Hopes Raised For Using Stem Cells For Treating Muscular Dystrophy
The New York Times News
September 10, 2002
(The New York Times News Service) -- A rare natural experiment has given researchers hope of using stem cells to treat muscular dystrophy, a group of genetic diseases that cause progressive wasting of the muscles.
The subject of the experiment is a boy who at age 1 received a bone marrow transplant for an immune deficiency disease and at 12 was found to have a second serious genetic disease, Duchenne muscular dystrophy.
Cells from the donor of the marrow have now been detected in the boy's muscle fibers by Dr. Louis M. Kunkel, a dystrophy expert at Children's Hospital in Boston, and Dr. Kenneth Weinberg of Children's Hospital Los Angeles, a bone marrow transplant surgeon who is the boy's physician.
Three years ago, Kunkel and his colleagues showed that cells from a donor mouse's marrow would incorporate into the recipient mouse's muscles and contribute the correct form of dystrophin, the defective protein in muscular dystrophy.
That raised the question of whether a donor's marrow cells might also help people with muscular dystrophy. It seemed that additional years of animal experiments would be needed before the idea could ethically be tested in patients. But when Weinberg called with news of his patient, Kunkel saw the experiment had already been conducted, although for quite different reasons.

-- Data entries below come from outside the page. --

use std::time::Duration;
use tokio_util::sync::CancellationToken;

/// Delay before the first character of a typed row appears
pub const TYPING_STAGGER: Duration = Duration::from_millis(120);

/// Per-character delay for a typed value: long values type faster
///
/// `clamp(320 / max(10, len), 14, 36)` milliseconds.
pub fn typing_delay(len: usize) -> Duration {
    let per_char = 320 / len.max(10) as u64;
    Duration::from_millis(per_char.clamp(14, 36))
}

/// Scheduled incremental renderer
///
/// Calls back with a monotonically increasing step from `0` to `units`
/// inclusive, spaced by a fixed interval. Cancelling the token stops it
/// between steps.
#[derive(Debug, Clone, Copy, PartialEq, Eq)]
pub struct IncrementalRenderer {
    units: usize,
    interval: Duration,
    initial_delay: Duration,
}

impl IncrementalRenderer {
    pub fn new(units: usize, interval: Duration, initial_delay: Duration) -> Self {
        Self {
            units,
            interval,
            initial_delay,
        }
    }

    /// Spread `units` steps evenly over `target`
    pub fn over(units: usize, target: Duration) -> Self {
        let interval = target / (units.max(1) as u32);
        Self::new(units, interval, Duration::ZERO)
    }

    /// Typing effect for a value of `len` characters
    pub fn typing(len: usize) -> Self {
        Self::new(len, typing_delay(len), TYPING_STAGGER)
    }

    pub fn units(&self) -> usize {
        self.units
    }

    pub fn interval(&self) -> Duration {
        self.interval
    }

    /// Drive the callback; returns `false` when cancelled before the end
    pub async fn run<F>(&self, cancel: &CancellationToken, mut on_step: F) -> bool
    where
        F: FnMut(usize),
    {
        if !self.pause(cancel, self.initial_delay).await {
            return false;
        }
        for step in 0..=self.units {
            if cancel.is_cancelled() {
                return false;
            }
            on_step(step);
            if step < self.units && !self.pause(cancel, self.interval).await {
                return false;
            }
        }
        true
    }

    async fn pause(&self, cancel: &CancellationToken, duration: Duration) -> bool {
        if duration.is_zero() {
            return !cancel.is_cancelled();
        }
        tokio::select! {
            _ = cancel.cancelled() => false,
            _ = tokio::time::sleep(duration) => true,
        }
    }
}

/// Prefix of `text` holding its first `chars` characters
pub fn char_prefix(text: &str, chars: usize) -> &str {
    match text.char_indices().nth(chars) {
        Some((idx, _)) => &text[..idx],
        None => text,
    }
}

Although the boy's dystrophy is not very severe, Kunkel and his colleagues say, they believe that its mildness cannot be attributed to the donor cells, which are present in less than 1 percent of the muscle fibers, too few to make much of a difference. Nor is it clear whether the donor cells in the boy's muscle are actually producing the normal version of dystrophin protein, although they do possess a normal version of the gene.
The importance of the finding, Kunkel said, is that it confirms that human donor cells can be incorporated into a recipient's muscle fibers. If enough donor cells can be delivered efficiently to the muscle fibers in a patient's body, they may provide a treatment for the disease. Kunkel said he was exploring that possibility in experiments with mice but was not anywhere near ready to try such an approach in people.